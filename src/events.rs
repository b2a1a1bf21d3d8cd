//! Events exchanged between conversation participants.
//!
//! Every event carries a fresh UUIDv7 identifier (time ordered, so identifiers
//! sort in creation order) plus the provider-facing metadata of the update it
//! was translated from. Fields are set while the event is built and are
//! read-only afterwards.

use serde::{Deserialize, Serialize};
use serde_json::Value;
use uuid::Uuid;

#[derive(Debug, Clone, Copy, Serialize, Deserialize, PartialEq, Eq, Hash, Default)]
#[serde(rename_all = "snake_case")]
pub enum ConversationRole {
    #[default]
    User,
    Assistant,
    System,
}

impl std::fmt::Display for ConversationRole {
    fn fmt(&self, f: &mut std::fmt::Formatter<'_>) -> std::fmt::Result {
        let label = match self {
            Self::User => "user",
            Self::Assistant => "assistant",
            Self::System => "system",
        };
        write!(f, "{label}")
    }
}

#[derive(Debug, Clone, Serialize, Deserialize, PartialEq, Eq)]
#[serde(tag = "event_type", rename_all = "snake_case")]
pub enum EventKind {
    AudioDelta {
        #[serde(default, with = "base64_bytes")]
        audio: Option<Vec<u8>>,
        role: ConversationRole,
        transcript: Option<String>,
    },
    Message {
        content: Vec<String>,
        role: ConversationRole,
    },
    TranscriptFinished {
        transcript: String,
        role: ConversationRole,
    },
    MetricDelta {
        metric: Option<Value>,
    },
    ParticipantStartedSpeaking {
        role: ConversationRole,
    },
    VideoDelta {
        #[serde(default, with = "base64_bytes")]
        video: Option<Vec<u8>>,
        role: ConversationRole,
    },
    UserIntentDiscovered {
        participant_id: String,
        intent: String,
    },
    UserIntentFulfilled {
        role: ConversationRole,
        participant_id: String,
    },
}

impl EventKind {
    #[must_use]
    pub const fn name(&self) -> &'static str {
        match self {
            Self::AudioDelta { .. } => "audio_delta",
            Self::Message { .. } => "message",
            Self::TranscriptFinished { .. } => "transcript_finished",
            Self::MetricDelta { .. } => "metric_delta",
            Self::ParticipantStartedSpeaking { .. } => "participant_started_speaking",
            Self::VideoDelta { .. } => "video_delta",
            Self::UserIntentDiscovered { .. } => "user_intent_discovered",
            Self::UserIntentFulfilled { .. } => "user_intent_fulfilled",
        }
    }
}

#[derive(Debug, Clone, Serialize, Deserialize, PartialEq, Eq)]
pub struct Event {
    id: Uuid,
    service_event_type: String,
    author_id: String,
    author_name: Option<String>,
    output_index: u32,
    content_index: u32,
    #[serde(flatten)]
    kind: EventKind,
}

impl Event {
    #[must_use]
    pub fn new(kind: EventKind) -> Self {
        Self {
            id: Uuid::now_v7(),
            service_event_type: String::new(),
            author_id: String::new(),
            author_name: None,
            output_index: 0,
            content_index: 0,
            kind,
        }
    }

    #[must_use]
    pub fn audio_delta(audio: Option<Vec<u8>>, role: ConversationRole, transcript: Option<String>) -> Self {
        Self::new(EventKind::AudioDelta { audio, role, transcript })
    }

    #[must_use]
    pub fn message(content: Vec<String>, role: ConversationRole) -> Self {
        Self::new(EventKind::Message { content, role })
    }

    #[must_use]
    pub fn transcript_finished(transcript: impl Into<String>, role: ConversationRole) -> Self {
        Self::new(EventKind::TranscriptFinished { transcript: transcript.into(), role })
    }

    #[must_use]
    pub fn metric_delta(metric: Option<Value>) -> Self {
        Self::new(EventKind::MetricDelta { metric })
    }

    #[must_use]
    pub fn participant_started_speaking(role: ConversationRole) -> Self {
        Self::new(EventKind::ParticipantStartedSpeaking { role })
    }

    #[must_use]
    pub fn video_delta(video: Option<Vec<u8>>, role: ConversationRole) -> Self {
        Self::new(EventKind::VideoDelta { video, role })
    }

    #[must_use]
    pub fn user_intent_discovered(participant_id: impl Into<String>, intent: impl Into<String>) -> Self {
        Self::new(EventKind::UserIntentDiscovered {
            participant_id: participant_id.into(),
            intent: intent.into(),
        })
    }

    #[must_use]
    pub fn user_intent_fulfilled(role: ConversationRole, participant_id: impl Into<String>) -> Self {
        Self::new(EventKind::UserIntentFulfilled { role, participant_id: participant_id.into() })
    }

    #[must_use]
    pub fn with_service_event_type(mut self, service_event_type: impl Into<String>) -> Self {
        self.service_event_type = service_event_type.into();
        self
    }

    #[must_use]
    pub fn with_author(mut self, author_id: impl Into<String>, author_name: Option<String>) -> Self {
        self.author_id = author_id.into();
        self.author_name = author_name;
        self
    }

    #[must_use]
    pub const fn with_indices(mut self, output_index: u32, content_index: u32) -> Self {
        self.output_index = output_index;
        self.content_index = content_index;
        self
    }

    #[must_use]
    pub const fn id(&self) -> Uuid {
        self.id
    }

    #[must_use]
    pub fn service_event_type(&self) -> &str {
        &self.service_event_type
    }

    #[must_use]
    pub fn author_id(&self) -> &str {
        &self.author_id
    }

    #[must_use]
    pub fn author_name(&self) -> Option<&str> {
        self.author_name.as_deref()
    }

    #[must_use]
    pub const fn output_index(&self) -> u32 {
        self.output_index
    }

    #[must_use]
    pub const fn content_index(&self) -> u32 {
        self.content_index
    }

    #[must_use]
    pub const fn kind(&self) -> &EventKind {
        &self.kind
    }

    #[must_use]
    pub fn into_kind(self) -> EventKind {
        self.kind
    }

    /// True for an audio delta without audio bytes; false for every other kind.
    #[must_use]
    pub fn is_audio_empty(&self) -> bool {
        match &self.kind {
            EventKind::AudioDelta { audio, .. } => audio.as_ref().is_none_or(Vec::is_empty),
            _ => false,
        }
    }

    /// True when forwarding the event would carry nothing meaningful.
    ///
    /// Intent events carry no media payload and always report empty.
    #[must_use]
    pub fn is_empty(&self) -> bool {
        match &self.kind {
            EventKind::AudioDelta { transcript, .. } => {
                self.is_audio_empty() && transcript.as_deref().is_none_or(str::is_empty)
            }
            EventKind::Message { content, .. } => content.is_empty(),
            EventKind::TranscriptFinished { transcript, .. } => transcript.trim().is_empty(),
            EventKind::MetricDelta { metric } => metric.is_none(),
            EventKind::ParticipantStartedSpeaking { .. } => false,
            EventKind::VideoDelta { video, .. } => video.as_ref().is_none_or(Vec::is_empty),
            EventKind::UserIntentDiscovered { .. } | EventKind::UserIntentFulfilled { .. } => true,
        }
    }
}

mod base64_bytes {
    use base64::Engine as _;
    use base64::engine::general_purpose;
    use serde::{Deserialize, Deserializer, Serializer};

    #[allow(clippy::ref_option)]
    pub fn serialize<S>(bytes: &Option<Vec<u8>>, serializer: S) -> Result<S::Ok, S::Error>
    where
        S: Serializer,
    {
        match bytes {
            Some(bytes) => serializer.serialize_some(&general_purpose::STANDARD.encode(bytes)),
            None => serializer.serialize_none(),
        }
    }

    pub fn deserialize<'de, D>(deserializer: D) -> Result<Option<Vec<u8>>, D::Error>
    where
        D: Deserializer<'de>,
    {
        Option::<String>::deserialize(deserializer)?
            .map(|encoded| general_purpose::STANDARD.decode(encoded).map_err(serde::de::Error::custom))
            .transpose()
    }
}

#[cfg(test)]
mod tests {
    use super::*;

    #[test]
    fn identifiers_are_unique_and_creation_ordered() {
        let events: Vec<Event> = (0..64)
            .map(|_| Event::participant_started_speaking(ConversationRole::User))
            .collect();
        for pair in events.windows(2) {
            assert!(pair[0].id() < pair[1].id());
        }
    }

    #[test]
    fn audio_delta_emptiness() {
        let empty = Event::audio_delta(None, ConversationRole::Assistant, None);
        assert!(empty.is_audio_empty());
        assert!(empty.is_empty());

        let transcript_only =
            Event::audio_delta(None, ConversationRole::Assistant, Some("hel".to_string()));
        assert!(transcript_only.is_audio_empty());
        assert!(!transcript_only.is_empty());

        let audio = Event::audio_delta(Some(vec![1, 2]), ConversationRole::User, None);
        assert!(!audio.is_audio_empty());
        assert!(!audio.is_empty());
    }

    #[test]
    fn variant_emptiness() {
        assert!(Event::message(Vec::new(), ConversationRole::User).is_empty());
        assert!(Event::transcript_finished("  ", ConversationRole::User).is_empty());
        assert!(!Event::transcript_finished("hi", ConversationRole::User).is_empty());
        assert!(Event::metric_delta(None).is_empty());
        assert!(!Event::participant_started_speaking(ConversationRole::User).is_empty());
        assert!(Event::video_delta(Some(Vec::new()), ConversationRole::User).is_empty());
        assert!(Event::user_intent_discovered("p1", "book").is_empty());
        assert!(!Event::participant_started_speaking(ConversationRole::User).is_audio_empty());
    }

    #[test]
    fn serializes_with_flattened_kind_and_base64_audio() {
        let event = Event::audio_delta(Some(vec![0, 1, 2]), ConversationRole::Assistant, None)
            .with_author("agent", Some("Agent".to_string()))
            .with_indices(1, 2);
        let json = serde_json::to_value(&event).unwrap();
        assert_eq!(json["event_type"], "audio_delta");
        assert_eq!(json["audio"], "AAEC");
        assert_eq!(json["author_id"], "agent");
        assert_eq!(json["output_index"], 1);

        let back: Event = serde_json::from_value(json).unwrap();
        assert_eq!(back, event);
    }
}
■ ■ ■ ■ ■
Please report every line among the entries that includes "VideoDelta".

    VideoDelta {
            Self::VideoDelta { .. } => "video_delta",
        Self::new(EventKind::VideoDelta { video, role })
            EventKind::VideoDelta { video, .. } => video.as_ref().is_none_or(Vec::is_empty),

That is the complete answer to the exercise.